//! Property tests for the todo reducer and the derived view.

#![allow(clippy::unwrap_used)] // Tests can unwrap

use composable_todo_core::reducer::Reducer;
use composable_todo_testing::{InMemoryStore, SequentialIds};
use proptest::prelude::*;
use std::sync::Arc;
use todo::environment::SequentialIdGenerator;
use todo::persistence::{decode_todos, encode_todos};
use todo::view::{active_count, project};
use todo::{AppAction, AppState, Filter, Theme, Todo, TodoEnvironment, TodoId, TodoReducer};

fn env() -> TodoEnvironment {
    TodoEnvironment::new(Arc::new(InMemoryStore::new()), Arc::new(SequentialIds::new()))
}

fn reduce(state: &mut AppState, action: AppAction) {
    let _ = TodoReducer::new().reduce(state, action, &env());
}

/// Todo text: plain words, JSON-escaped characters and arbitrary unicode
fn text_strategy() -> impl Strategy<Value = String> {
    prop_oneof![
        "[a-zA-Z0-9][a-zA-Z0-9 ]{0,15}",
        r#"[\\"\n\t\r 'a-zé漢字😀]{1,16}"#,
        any::<String>(),
    ]
}

/// Lists with distinct decimal ids, like the seed list
fn todos_strategy() -> impl Strategy<Value = Vec<Todo>> {
    prop::collection::vec((text_strategy(), any::<bool>()), 0..12).prop_map(
        |rows| {
            rows.into_iter()
                .enumerate()
                .map(|(i, (text, completed))| Todo {
                    id: TodoId::new((i + 1).to_string()),
                    text,
                    completed,
                })
                .collect()
        },
    )
}

proptest! {
    #![proptest_config(ProptestConfig { cases: 128, .. ProptestConfig::default() })]

    #[test]
    fn toggling_twice_restores_the_list(todos in todos_strategy(), pick in any::<prop::sample::Index>()) {
        prop_assume!(!todos.is_empty());
        let id = todos[pick.index(todos.len())].id.clone();
        let mut state = AppState::new(Theme::Light, todos.clone());

        reduce(&mut state, AppAction::ToggleTodo { id: id.clone() });
        reduce(&mut state, AppAction::ToggleTodo { id });

        prop_assert_eq!(state.todos, todos);
    }

    #[test]
    fn deleting_an_added_todo_restores_the_list(todos in todos_strategy(), text in "[a-z]{1,10}") {
        let mut state = AppState::new(Theme::Light, todos.clone());

        reduce(&mut state, AppAction::AddTodo { text });
        prop_assert_eq!(state.todos.len(), todos.len() + 1);
        let added = state.todos[todos.len()].id.clone();
        reduce(&mut state, AppAction::DeleteTodo { id: added });

        prop_assert_eq!(state.todos, todos);
    }

    #[test]
    fn filters_partition_the_list(todos in todos_strategy()) {
        let all = project(&todos, Filter::All);
        let active = project(&todos, Filter::Active);
        let completed = project(&todos, Filter::Completed);

        prop_assert_eq!(all, todos.iter().collect::<Vec<_>>());
        prop_assert_eq!(active.len() + completed.len(), todos.len());
        prop_assert!(active.iter().all(|t| !t.completed));
        prop_assert!(completed.iter().all(|t| t.completed));
        prop_assert_eq!(active_count(&todos), active.len());
    }

    #[test]
    fn added_text_is_trimmed(
        todos in todos_strategy(),
        lead in "[ \t]{0,3}",
        core in "[a-z]([a-z ]{0,8}[a-z])?",
        tail in "[ \t]{0,3}",
    ) {
        let mut state = AppState::new(Theme::Light, todos);

        reduce(&mut state, AppAction::AddTodo { text: format!("{lead}{core}{tail}") });

        let last = state.todos.last().map(|t| t.text.clone());
        prop_assert_eq!(last, Some(core));
    }

    #[test]
    fn blank_text_changes_nothing(todos in todos_strategy(), blank in "[ \t\n]{0,6}") {
        let mut state = AppState::new(Theme::Light, todos.clone());

        let effects = TodoReducer::new().reduce(&mut state, AppAction::AddTodo { text: blank }, &env());

        prop_assert!(effects.is_empty());
        prop_assert_eq!(state.todos, todos);
    }

    #[test]
    fn clear_completed_keeps_active_in_order(todos in todos_strategy()) {
        let mut state = AppState::new(Theme::Light, todos.clone());

        reduce(&mut state, AppAction::ClearCompleted);

        let expected: Vec<Todo> = todos.into_iter().filter(|t| !t.completed).collect();
        prop_assert_eq!(state.todos, expected);
    }

    #[test]
    fn persisted_list_round_trips(todos in todos_strategy()) {
        let encoded = encode_todos(&todos).unwrap();
        prop_assert_eq!(decode_todos(&encoded).unwrap(), todos);
    }

    #[test]
    fn sequential_ids_avoid_loaded_ids(todos in todos_strategy()) {
        use composable_todo_core::environment::IdGenerator;

        let ids = SequentialIdGenerator::starting_after(&todos);
        for _ in 0..4 {
            let id = TodoId::new(ids.next_id());
            prop_assert!(todos.iter().all(|t| t.id != id));
        }
    }
}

Problem to solve →
Report how many lines in these entries contain "SequentialIds". Answer with the number only.

The answer →
2